Recently, Romano and coworkers reported their experience using a beating heart technique for mini-MV (6). The patient body temperature was allowed to drift to approximately 32 °C. Their patients had a shorter bypass time, less transfusion requirements, shorter ventilation time, and lower mortality and stroke rate (6). Beating state with antegrade coronary perfusion avoids reperfusion injury and reduces myocardial edema. This preserves contractile function, which may benefit patients with impaired left ventricular ejection fraction (LVEF) (23). Whether this technique has any impact on perioperative neurological outcomes is unknown. Cerebrovascular accidents (CVA) is particular concern during Mini-MV; the Cleveland Clinic reported a higher stroke rate after right mini-thoracotomy and MV surgery compared to median sternotomy (24). For this reason, care must be taken to ensure complete removal of intracardiac air. We routinely use TEE to assess the mitral and aortic valves and to monitor de-airing. Before releasing the aortic cross-clamp, the patient is placed in the Trendelenburg position, the lungs are ventilated and suction is applied to the aortic root needle vent. Our rate of perioperative CVAs is comparable to that of conventional surgery (2,13,14).

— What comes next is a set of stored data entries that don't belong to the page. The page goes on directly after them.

//! Code Analyzer Module
//!
//! Everything that happens before the analysis pipeline:
//! - File scanning with gitignore support
//! - Project language and framework detection
//! - Source parsing into parsed-file records

pub mod detector;
pub mod parser;
pub mod scanner;

pub use detector::{ProjectDetection, ProjectDetector};
pub use parser::{JavaParser, Language, SourceParser};
pub use scanner::{FileScanner, ScannedFile};
use console::style;
use std::path::Path;

use crate::types::{CodebaseAnalysis, ComplexitySummary};

pub struct Output {
    quiet: bool,
}

impl Output {
    pub fn new() -> Self {
        Self { quiet: false }
    }

    /// Suppresses everything except errors
    pub fn quiet() -> Self {
        Self { quiet: true }
    }

    pub fn success(&self, message: &str) {
        if !self.quiet {
            println!("{} {}", style("✓").green(), message);
        }
    }

    pub fn error(&self, message: &str) {
        eprintln!("{} {}", style("✗").red(), message);
    }

    pub fn warning(&self, message: &str) {
        if !self.quiet {
            println!("{} {}", style("⚠").yellow(), message);
        }
    }

    pub fn info(&self, message: &str) {
        if !self.quiet {
            println!("{} {}", style("ℹ").blue(), message);
        }
    }

    pub fn header(&self, message: &str) {
        if !self.quiet {
            println!("\n{}", style(message).bold().underlined());
        }
    }

    pub fn section(&self, message: &str) {
        if !self.quiet {
            println!("\n{}", style(message).bold());
            println!("{}", "─".repeat(40));
        }
    }

    /// Console digest of a finished report
    pub fn report_summary(&self, report: &CodebaseAnalysis, written_to: &Path) {
        if self.quiet {
            return;
        }

        self.header(&format!("Analysis of {}", report.overview.project_name));
        if !report.overview.description.is_empty() {
            println!("{}", report.overview.description);
        }

        let stats = &report.statistics;
        self.section("Statistics");
        println!("  Files:          {}", stats.total_files);
        println!(
            "  Lines:          {} ({} code)",
            stats.total_lines, stats.total_code_lines
        );
        println!("  Classes:        {}", stats.total_classes);
        println!("  Key methods:    {}", report.key_methods.len());

        self.section("Components");
        for (role, classes) in report.key_components.iter() {
            println!("  {:<16}{}", format!("{}:", role), classes.len());
        }

        self.section("Complexity");
        match &report.complexity_summary {
            ComplexitySummary::Measured {
                metrics,
                interpretation,
            } => {
                println!(
                    "  avg {:.2}  max {:.2}  min {:.2}",
                    metrics.average, metrics.max, metrics.min
                );
                if !metrics.high_complexity_files.is_empty() {
                    println!(
                        "  {} {} high-complexity files",
                        style("⚠").yellow(),
                        metrics.high_complexity_files.len()
                    );
                }
                if let Some(text) = interpretation {
                    println!("  {}", style(text).dim());
                }
            }
            ComplexitySummary::NoData { message } => println!("  {}", message),
        }

        if !report.noteworthy_aspects.is_empty() {
            self.section("Noteworthy");
            for aspect in &report.noteworthy_aspects {
                println!("  • {}", aspect);
            }
        }

        if !report.recommendations.is_empty() {
            self.section("Recommendations");
            for recommendation in &report.recommendations {
                println!("  • {}", recommendation);
            }
        }

        println!();
        self.success(&format!("Report written to {}", written_to.display()));
    }
}

impl Default for Output {
    fn default() -> Self {
        Self::new()
    }
}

Grossi et al. changed their arterial cannulation technique for Mini-MV from peripheral (femoral vessels) to central (aortic cannulation) because retrograde arterial perfusion was associated with an increased risk of peri-procedural stroke, especially in patients with peripheral vascular disease. Peripheral perfusion should be reserved for selected patients without preoperative evidence of significant atherosclerosis (7,25).
A right anterior mini-thoracotomy with peripheral cannulation is our routine strategy for the majority of patients undergoing MV surgery, including reoperations and patients with cardiomyopathy or porcelain aorta. Myocardial protection is provided by a single dose of antegrade Custodial-HTK cardioplegia, which is an effective and safe technique. Our approach provides adequate myocardial protection, minimal disruption of surgery and excellent long-term results. For reoperations or patients with cardiomyopathy or porcelain aorta, a beating or fibrillating heart technique may be used, which produces comparable results to standard cardioplegic arrest via a midline sternotomy.
Disclosure: The authors declare no conflict of interest.